How don't they work? Hard pedal? Slow stopping? Leaks? Is your brake light on? Check the fuses first. Do you hear the electric brake motor run when you turn the key on? Search here on the site. Many good post on this site on powermaster brakes. Also can check http://www.gnttype.org/techarea/brakes/brakespage.html for diagnosis charts.
When did this happen? All at once? Has the brake light been occasionally flickering before this happened? You need to check your PWR BRK fuse. It's toward the lower right of the fuse panel. Green 30amp. Hopefully you haven't been seeing, and ignoring the brake light illuminations.
i just got the car and it was like that before i bought it. i will check the fuse and see what happens. thx
Hope you don’t mind me high jacking the thread but I am having a similar issue too ….I was driving mine to work today(trying out the new tranny) looked down and saw my brake light on…tried the brake and they were very hard. Continue on another mile and the light went out brakes worked fine but when I arrived in the parking lot the light came on and a very hard pedal again…..I just took it the 30 miles home at lunch and the light was on. Wow that was no fun. Glad I wasn’t in North Carolina on a mountain road! However I am getting 12 volts to the pump.
I am going to try and fix it first...it has been perfect until today. I am reading the powermaster diagnostics info by Ken Mosher. Hopefully it won't be major.
Not trying to be nagative here but save you time and money and convert it for now. Then get a rebuilt one from Kirbans and put it on a shelf so that when you sell the car you'll be able to put it back on for originality. As you've noticed, when they decide to be problems you may not stop and then you really have a problem.
Not yet…it still has the old cast type combination valve....starting there I guess. On another note, after asking a lot of questions I am under the impression that the conversion to vacuum brakes can be a major issue due to the loss of vacuum after the turbo has spooled. (delay in braking) Would anyone else like to chime in on this? Experience ect?
I have yet to experience anything along those lines. The vacuum brake conversion is a boring modification as the brakes just plain work without any drama. There is a check valve on the booster that stores vacuum in the booster while preventing boost from entering the booster. The other option is hydro-boost.

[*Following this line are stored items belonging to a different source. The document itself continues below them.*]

//! Quarry selector compiler.
//!
//! Turns CSS selector text into locator plans a document-tree driver can run,
//! even when the driver's native CSS support is incomplete:
//!
//! 1. [`parser`] builds a condition tree from the selector text.
//! 2. [`pseudo`] resolves each pseudo-class to a query strategy or a filter.
//! 3. [`SelectorCompiler`] probes the engine once per strategy (memoized in a
//!    [`NativeSupportCache`]) and renders every compound as a native query,
//!    or as a path query when something in it is not natively supported.
//! 4. [`CompiledSelector::execute`] walks the combinators, applies filters,
//!    and returns matches in first-seen order without duplicates.
//!
//! The driver is abstracted by the [`QueryEngine`] trait.

pub mod ast;
pub mod cache;
pub mod compiler;
pub mod config;
pub mod engine;
pub mod error;
pub mod escape;
pub mod filter;
pub mod locator;
pub mod nth;
pub mod parser;
pub mod plan;
pub mod pseudo;
pub mod traversal;

pub use cache::NativeSupportCache;
pub use compiler::SelectorCompiler;
pub use config::CompilerConfig;
pub use engine::{QueryEngine, QueryKind};
pub use error::{EngineError, SelectorError};
pub use filter::CssFilter;
pub use locator::Locator;
pub use nth::NthArgument;
pub use parser::{parse_relative_selector_list, parse_selector_list};
pub use plan::{CompiledSelector, PlanStep, SelectorPlan};
#[cfg(test)]
mod tests {
    use test_log::test;

    use super::*;
    use crate::cfa::CfaBuilder;
    use crate::state::CallContext;
    use crate::types::EdgeId;

    /// States along `edges`, starting at the source of the first one.
    fn path_states(cfa: &Cfa, edges: &[EdgeId], abstraction: Formula) -> Vec<AbstractState> {
        let mut states = vec![AbstractState::initial(
            StateId::new(0),
            cfa.edge(edges[0]).from,
            abstraction,
        )];
        for (i, &e) in edges.iter().enumerate() {
            states.push(AbstractState::successor(
                StateId::new(i as u32 + 1),
                cfa.edge(e).to,
                abstraction,
                StateId::new(i as u32),
                e,
                CallContext::empty(),
            ));
        }
        states
    }

    #[test]
    fn test_variable_layout() {
        let manager = BooleanProgramManager::with_variables(["y".to_string(), "x".to_string()]);
        assert_eq!(manager.variable("x"), Some(1));
        assert_eq!(manager.variable("y"), Some(2));
        assert_eq!(manager.variable("z"), None);
        assert_eq!(manager.num_variables(), 2);
    }

    #[test]
    fn test_expr_to_formula() {
        let manager = BooleanProgramManager::with_variables(["x".to_string(), "y".to_string()]);
        let bdd = manager.bdd();
        let f = manager.expr_to_formula(&Expr::parse("x -> y").unwrap()).unwrap();
        assert_eq!(f, bdd.apply_imply(bdd.mk_var(1), bdd.mk_var(2)));
        assert_eq!(
            manager.expr_to_formula(&Expr::var("z")),
            Err(ParseError::UnknownVariable("z".to_string()))
        );
        assert_eq!(manager.parse_predicate("!x").unwrap().name(), "!x");
    }

    #[test]
    fn test_post_and_pre() {
        let mut builder = CfaBuilder::new();
        let main = builder.function("main").unwrap();
        let flip = builder.assign(main.entry, main.exit, "x", Expr::var("x").not());
        let havoc = builder.havoc(main.entry, main.exit, "y");
        let cfa = builder.build().unwrap();
        let manager = BooleanProgramManager::new(&cfa);
        let bdd = manager.bdd();
        let x = bdd.mk_var(1);
        let y = bdd.mk_var(2);
        let xy = bdd.apply_and(x, y);

        assert_eq!(manager.post(xy, cfa.edge(flip)), bdd.apply_and(-x, y));
        assert_eq!(manager.pre(xy, cfa.edge(flip)), bdd.apply_and(-x, y));
        assert_eq!(manager.post(xy, cfa.edge(havoc)), x);
        assert_eq!(manager.pre(y, cfa.edge(havoc)), bdd.one);
    }

    #[test]
    fn test_abstraction() {
        let mut builder = CfaBuilder::new();
        let main = builder.function("main").unwrap();
        let set = builder.assign(main.entry, main.exit, "x", Expr::Lit(true));
        let block = builder.assume(main.entry, main.exit, Expr::var("x").and(Expr::var("x").not()));
        builder.havoc(main.entry, main.exit, "y");
        let cfa = builder.build().unwrap();
        let manager = BooleanProgramManager::new(&cfa);
        let bdd = manager.bdd();
        let root = AbstractState::initial(StateId::new(0), main.entry, bdd.one);

        let none = BTreeSet::new();
        assert!(bdd.is_one(manager.build_abstraction(&root, cfa.edge(set), &none)));
        assert!(bdd.is_zero(manager.build_abstraction(&root, cfa.edge(block), &none)));

        let x = BTreeSet::from([manager.atom("x").unwrap()]);
        assert_eq!(manager.build_abstraction(&root, cfa.edge(set), &x), bdd.mk_var(1));

        // y is not tracked, so its value is lost.
        let y = BTreeSet::from([manager.atom("y").unwrap()]);
        assert!(bdd.is_one(manager.build_abstraction(&root, cfa.edge(set), &y)));
    }

    #[test]
    fn test_spurious_path() {
        let mut builder = CfaBuilder::new();
        let main = builder.function("main").unwrap();
        let l1 = builder.node("main");
        let err = builder.error_node("main");
        let e0 = builder.assign(main.entry, l1, "x", Expr::Lit(true));
        let e1 = builder.assume(l1, err, Expr::var("x").not());
        let cfa = builder.build().unwrap();
        let manager = BooleanProgramManager::new(&cfa);

        let states = path_states(&cfa, &[e0, e1], manager.bdd().one);
        let path: Vec<&AbstractState> = states.iter().collect();
        let info = manager.build_counterexample_trace(&cfa, &path);

        assert!(info.is_spurious());
        let names: Vec<_> = info
            .predicates_for(StateId::new(0))
            .iter()
            .map(|p| p.name().to_string())
            .collect();
        assert_eq!(names, vec!["x"]);
        assert!(info.predicates_for(StateId::new(1)).is_empty());
    }

    #[test]
    fn test_feasible_path() {
        let mut builder = CfaBuilder::new();
        let main = builder.function("main").unwrap();
        let l1 = builder.node("main");
        let l2 = builder.node("main");
        let err = builder.error_node("main");
        let e0 = builder.havoc(main.entry, l1, "x");
        let e1 = builder.assign(l1, l2, "y", Expr::var("x").not());
        let e2 = builder.assume(l2, err, Expr::var("y"));
        let cfa = builder.build().unwrap();
        let manager = BooleanProgramManager::new(&cfa);

        let states = path_states(&cfa, &[e0, e1, e2], manager.bdd().one);
        let path: Vec<&AbstractState> = states.iter().collect();
        let CounterexampleTraceInfo::Feasible { trace } = manager.build_counterexample_trace(&cfa, &path) else {
            panic!("path must be feasible");
        };

        assert_eq!(trace.len(), 4);
        assert_eq!(trace.error_location(), err);
        assert_eq!(trace.steps[0].location, main.entry);
        assert_eq!(trace.steps[0].edge, None);
        assert_eq!(trace.steps[3].edge, Some(e2));
        assert!(!trace.steps[2].values["x"]);
        assert!(trace.steps[2].values["y"]);
        assert!(trace.steps[3].values["y"]);
    }

    #[test]
    fn test_model_count() {
        let manager = BooleanProgramManager::with_variables(["a", "b", "c"].map(String::from));
        let bdd = manager.bdd();
        assert_eq!(manager.model_count(bdd.one), BigUint::from(8u32));
        assert_eq!(manager.model_count(bdd.mk_var(2)), BigUint::from(4u32));
        assert_eq!(manager.model_count(bdd.zero), BigUint::from(0u32));
    }
}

It has its own set of potential problems. ~JM~
Thought I would update the thread…The motor checked out ok but the relay was questionable so I removed the unit and took it apart. I was able to make the motor run on the bench using a screw driver to cycle the relay. Then we (yep, I have electronics guys that work for me) dissembled the relay board and found a bad soldier point on the back of the relay board. Repaired the area and reassembled. Motor is now running on the bench without issues. I will install it tonight along with a new combination valve. ( my car still had the old iron one) Should be good to go.